In 2015 heb ik in een serie blogs aannemelijk gemaakt dat duurzame materiële economische groei op enigszins acceptabele termijn onmogelijk is. Het zal altijd leiden tot een aanzienlijke overschrijding van de twee graden limiet voor de concentratie van CO2 in de atmosfeer, en dus tot een sterke opwarming van de aarde. Dit standpunt werd me vandaag nog weer eens bevestigd door een bekende bankdirecteur. Niettemin hoor je daarover geen enkele politicus, ook niet van groene zijde . In tegendeel: economische (materiële) groei is nog steeds het mantra van elke politieke partij, van links tot rechts, nationaal en internationaal (met uitzondering van de Partij voor de Dieren).
Omdat er niet naar beperking van de economische groei gestreefd, wordt – in tegendeel – zal de wal het schip wel keren, en zullen we in een ongekende economische crisis belanden. Ik kan niet voorspellen wanneer dat zal gebeuren. Twee jaar, vijf jaar, tien jaar, twintig jaar? Een van de consequenties zal zijn een structureel grote werkloosheid. Dit proces zal nog versterkt worden door de ongekende digitalisering en robotisering van de samenleving. De genoemde bankier dacht trouwens dat dit niet allen tot werkloosheid zou leiden, maat ook tot een geheel nieuwe tweedeling in de samenleving: een kleine groep die nog zeggenschap heeft over eigen leven en werk, en daar ook plezier in kan hebben, en een grote meerderheid die geheel gestuurd wordt door de automatisering, en voor wie alleen geestdodend werk overblijft. De scheiding tussen beide groepen wordt gevormd door de digitale structuur van de samenleving. Het hoeft nauwelijks betoog dat dit zal leiden tot een grote onvrede en woede in de samenleving en een directe bedreiging vormt voor de democratie (tot op zekere hoogte zien we dat nu al). Het zou in feite het einde betekenen van de mensheid als eenheid: het is dan een tweeheid geworden.

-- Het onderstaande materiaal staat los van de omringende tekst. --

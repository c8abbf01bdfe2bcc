//! Key-format conversions between canonical keys and environment variables
//!
//! Canonical keys are lowercase and dot separated (`camel.component.seda.queueSize`),
//! environment variables are uppercase and underscore separated
//! (`CAMEL_COMPONENT_SEDA_QUEUESIZE`). All functions here are total and pure.

/// Convert a canonical key into its environment variable form
///
/// Uppercases the input, replaces every character outside `[A-Za-z0-9_]`
/// with `-` and then every `-` with `_`. Applying it twice yields the same
/// result as applying it once.
///
/// # Example
///
/// ```rust
/// use confbind::naming::to_env_var;
///
/// assert_eq!(to_env_var("camel.component.seda.queueSize"), "CAMEL_COMPONENT_SEDA_QUEUESIZE");
/// assert_eq!(to_env_var("camel.component.coap+tcp"), "CAMEL_COMPONENT_COAP_TCP");
/// ```
pub fn to_env_var(name: &str) -> String {
    name.to_uppercase()
        .chars()
        .map(|c| if is_word_char(c) { c } else { '-' })
        .map(|c| if c == '-' { '_' } else { c })
        .collect()
}

/// Canonical option form of a dash or underscore delimited key
///
/// Option names are matched ignoring case by the binder, so they are stored
/// camel cased and without separators.
///
/// # Example
///
/// ```rust
/// use confbind::naming::option_key;
///
/// assert_eq!(option_key("queue-size"), "queueSize");
/// assert_eq!(option_key("queueSize"), "queueSize");
/// ```
pub fn option_key(key: &str) -> String {
    dash_to_camel_case(key)
}

/// Turn `foo-bar_baz` into `fooBarBaz`
///
/// Leading separators are dropped, repeated separators collapse and
/// characters that are not after a separator keep their case.
pub fn dash_to_camel_case(text: &str) -> String {
    if !text.contains(['-', '_']) {
        return text.to_string();
    }

    let mut result = String::with_capacity(text.len());
    let mut upper_next = false;
    for c in text.chars() {
        if c == '-' || c == '_' {
            upper_next = !result.is_empty();
            continue;
        }
        if upper_next {
            result.extend(c.to_uppercase());
            upper_next = false;
        } else {
            result.push(c);
        }
    }
    result
}

fn is_word_char(c: char) -> bool {
    c.is_ascii_alphanumeric() || c == '_'
}
//! Prefix scans over the environment and system properties
//!
//! Every scan is a full synchronous snapshot of its source. Results go into an
//! insertion-ordered [`Properties`] table; when two prefixes produce the same
//! key, the later prefix wins.

mod vars;

pub use vars::{ProcessEnvironment, SystemProperties, VariableSource};

use crate::naming::to_env_var;
use crate::properties::Properties;
use std::collections::BTreeMap;
use std::sync::Arc;
use tracing::{debug, trace};

/// Scans the environment and system properties for configuration keys
#[derive(Clone)]
pub struct EnvironmentPropertySource {
    env: Arc<dyn VariableSource>,
    system: Arc<dyn VariableSource>,
}

impl EnvironmentPropertySource {
    /// Read from the given sources
    pub fn new(env: Arc<dyn VariableSource>, system: Arc<dyn VariableSource>) -> Self {
        Self { env, system }
    }

    /// Real process environment plus the given system properties
    pub fn from_process(system: SystemProperties) -> Self {
        Self::new(Arc::new(ProcessEnvironment), Arc::new(system))
    }

    /// Environment variables matching any prefix, as lowercase dotted keys
    ///
    /// Each prefix is uppercased with non-word characters turned into `-`; a
    /// variable matches if its uppercased name starts with that form or with
    /// its `_` variant. `CAMEL_COMPONENT_SEDA_QUEUE_SIZE` becomes
    /// `camel.component.seda.queue.size`.
    pub fn load_environment_variables_as_properties(&self, prefixes: &[&str]) -> Properties {
        let mut answer = Properties::new();
        if prefixes.is_empty() {
            return answer;
        }

        let variables = self.env.variables();
        for prefix in prefixes {
            let (dashed, underscored) = prefix_variants(prefix, '_');
            for (k, v) in &variables {
                let upper = k.to_uppercase();
                if upper.starts_with(&dashed) || upper.starts_with(&underscored) {
                    let key = upper.to_lowercase().replace('_', ".");
                    trace!(env = %k, key = %key, "Environment variable matched prefix");
                    answer.insert(key, v.clone());
                }
            }
        }

        debug!(count = answer.len(), "Loaded environment variables as properties");
        answer
    }

    /// System properties matching any prefix, keys kept as they are
    ///
    /// Matching uses the uppercased key against the dash form of the prefix
    /// and its `.` variant.
    pub fn load_system_properties_as_properties(&self, prefixes: &[&str]) -> Properties {
        let mut answer = Properties::new();
        if prefixes.is_empty() {
            return answer;
        }

        let variables = self.system.variables();
        for prefix in prefixes {
            let (dashed, dotted) = prefix_variants(prefix, '.');
            for (k, v) in &variables {
                let upper = k.to_uppercase();
                if upper.starts_with(&dashed) || upper.starts_with(&dotted) {
                    answer.insert(k.clone(), v.clone());
                }
            }
        }

        debug!(count = answer.len(), "Loaded system properties as properties");
        answer
    }

    /// Raw environment entries whose uppercased key starts with any prefix
    ///
    /// Keys are returned uppercased and untouched otherwise; this is the input
    /// of the domain mappers.
    pub fn filter_env_variables(&self, prefixes: &[&str]) -> BTreeMap<String, String> {
        let mut answer = BTreeMap::new();
        for (k, v) in self.env.variables() {
            let upper = k.to_uppercase();
            if prefixes.iter().any(|p| upper.starts_with(p)) {
                answer.insert(upper, v);
            }
        }
        answer
    }

    /// System property `name`, else environment variable `to_env_var(name)`
    pub fn lookup_property_from_sys_or_env(&self, name: &str) -> Option<String> {
        self.system
            .get(name)
            .or_else(|| self.env.get(&to_env_var(name)))
    }
}

impl Default for EnvironmentPropertySource {
    fn default() -> Self {
        Self::from_process(SystemProperties::new())
    }
}

impl std::fmt::Debug for EnvironmentPropertySource {
    fn fmt(&self, f: &mut std::fmt::Formatter<'_>) -> std::fmt::Result {
        f.debug_struct("EnvironmentPropertySource").finish_non_exhaustive()
    }
}

fn prefix_variants(prefix: &str, separator: char) -> (String, String) {
    let dashed: String = prefix
        .to_uppercase()
        .chars()
        .map(|c| if c.is_ascii_alphanumeric() || c == '_' { c } else { '-' })
        .collect();
    let other = dashed.replace('-', &separator.to_string());
    (dashed, other)
}

#[cfg(test)]
mod tests {
    use super::*;

    fn source(env: &[(&str, &str)], system: &[(&str, &str)]) -> EnvironmentPropertySource {
        let env: BTreeMap<String, String> = env
            .iter()
            .map(|(k, v)| (k.to_string(), v.to_string()))
            .collect();
        let system: SystemProperties = system.iter().copied().collect();
        EnvironmentPropertySource::new(Arc::new(env), Arc::new(system))
    }

    #[test]
    fn test_prefix_variants() {
        assert_eq!(
            prefix_variants("camel.component.", '_'),
            ("CAMEL-COMPONENT-".to_string(), "CAMEL_COMPONENT_".to_string())
        );
        assert_eq!(
            prefix_variants("camel.main", '.'),
            ("CAMEL-MAIN".to_string(), "CAMEL.MAIN".to_string())
        );
    }

    #[test]
    fn test_load_env_as_properties() {
        let src = source(
            &[
                ("CAMEL_COMPONENT_SEDA_QUEUE_SIZE", "100"),
                ("camel_main_name", "demo"),
                ("PATH", "/usr/bin"),
            ],
            &[],
        );
        let props = src.load_environment_variables_as_properties(&["camel."]);
        assert_eq!(props.len(), 2);
        assert_eq!(props.get("camel.component.seda.queue.size"), Some("100"));
        assert_eq!(props.get("camel.main.name"), Some("demo"));
        assert!(props.keys().all(|k| !k.contains('_') && k == k.to_lowercase()));
    }

    #[test]
    fn test_load_env_empty_prefixes() {
        let src = source(&[("CAMEL_X", "1")], &[]);
        assert!(src.load_environment_variables_as_properties(&[]).is_empty());
    }

    #[test]
    fn test_load_env_overlapping_prefixes_last_write_wins() {
        let src = source(&[("CAMEL_MAIN_NAME", "demo")], &[]);
        let props = src.load_environment_variables_as_properties(&["camel.", "camel.main."]);
        assert_eq!(props.len(), 1);
        assert_eq!(props.get("camel.main.name"), Some("demo"));
    }

    #[test]
    fn test_load_system_properties() {
        let src = source(
            &[],
            &[
                ("camel.component.seda.queueSize", "5"),
                ("CAMEL.MAIN.NAME", "x"),
                ("user.home", "/root"),
            ],
        );
        let props = src.load_system_properties_as_properties(&["camel."]);
        assert_eq!(props.len(), 2);
        assert_eq!(props.get("camel.component.seda.queueSize"), Some("5"));
        assert_eq!(props.get("CAMEL.MAIN.NAME"), Some("x"));
    }

    #[test]
    fn test_filter_env_variables() {
        let src = source(
            &[
                ("CAMEL_COMPONENT_SEDA_QUEUE_SIZE", "100"),
                ("camel_language_simple_trim", "true"),
                ("HOME", "/root"),
            ],
            &[],
        );
        let raw = src.filter_env_variables(&["CAMEL_COMPONENT_", "CAMEL_LANGUAGE_"]);
        assert_eq!(raw.len(), 2);
        assert_eq!(raw["CAMEL_COMPONENT_SEDA_QUEUE_SIZE"], "100");
        assert_eq!(raw["CAMEL_LANGUAGE_SIMPLE_TRIM"], "true");
    }

    #[test]
    fn test_lookup_property_from_sys_or_env() {
        let src = source(
            &[("CAMEL_MAIN_NAME", "from-env"), ("CAMEL_MAIN_DURATION", "10")],
            &[("camel.main.name", "from-sys")],
        );
        assert_eq!(
            src.lookup_property_from_sys_or_env("camel.main.name").as_deref(),
            Some("from-sys")
        );
        assert_eq!(
            src.lookup_property_from_sys_or_env("camel.main.duration").as_deref(),
            Some("10")
        );
        assert_eq!(src.lookup_property_from_sys_or_env("camel.main.other"), None);
    }
}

Werk kan een aantal fundamentele menselijke behoeften bevredigen: het gevoel een zinvolle bijdrage te kunnen leveren aan de samenleving, het samenwerken in een werkgemeenschap met een gemeenschappelijk doel, het gevoel ergens bij te horen, het ontplooien van je talenten, het scheppen van een vaste structuur in je leven, en tenslotte: waardering, onder meer uitgedrukt in een beloning. Bovendien is ‘juiste’ arbeid een weg naar persoonlijke en spirituele ontwikkeling, zoals de Boeddha al zei. Als de mogelijkheid voor zinvol werk weg zou vallen kunnen deze behoeften ook op een andere manier dan door werk bevredigd worden, maar daarvoor is een totale omslag in onze cultuur nodig. En dat kan alleen maar bereikt worden via het onderwijs, waar kinderen en jongeren kunnen worden voorbereid op een nieuwe manier van leven en werken. Uiteraard vraagt dit allereerst een omscholing van de leraren
Hoewel, zoals gezegd, geen van de politici die nu om de formatietafel zitten bovenstaande problemen lijkt te onderkennen, zijn hun partijen alle vier wel voorstander van het verhogen van het onderwijsbudget. Interessant. Te hopen valt dat dit budget niet lukraak wordt uitgegeven, maar dat het althans gedeeltelijk ten dienste komt van de genoemde om- en bijscholing van leraren. We zullen zien.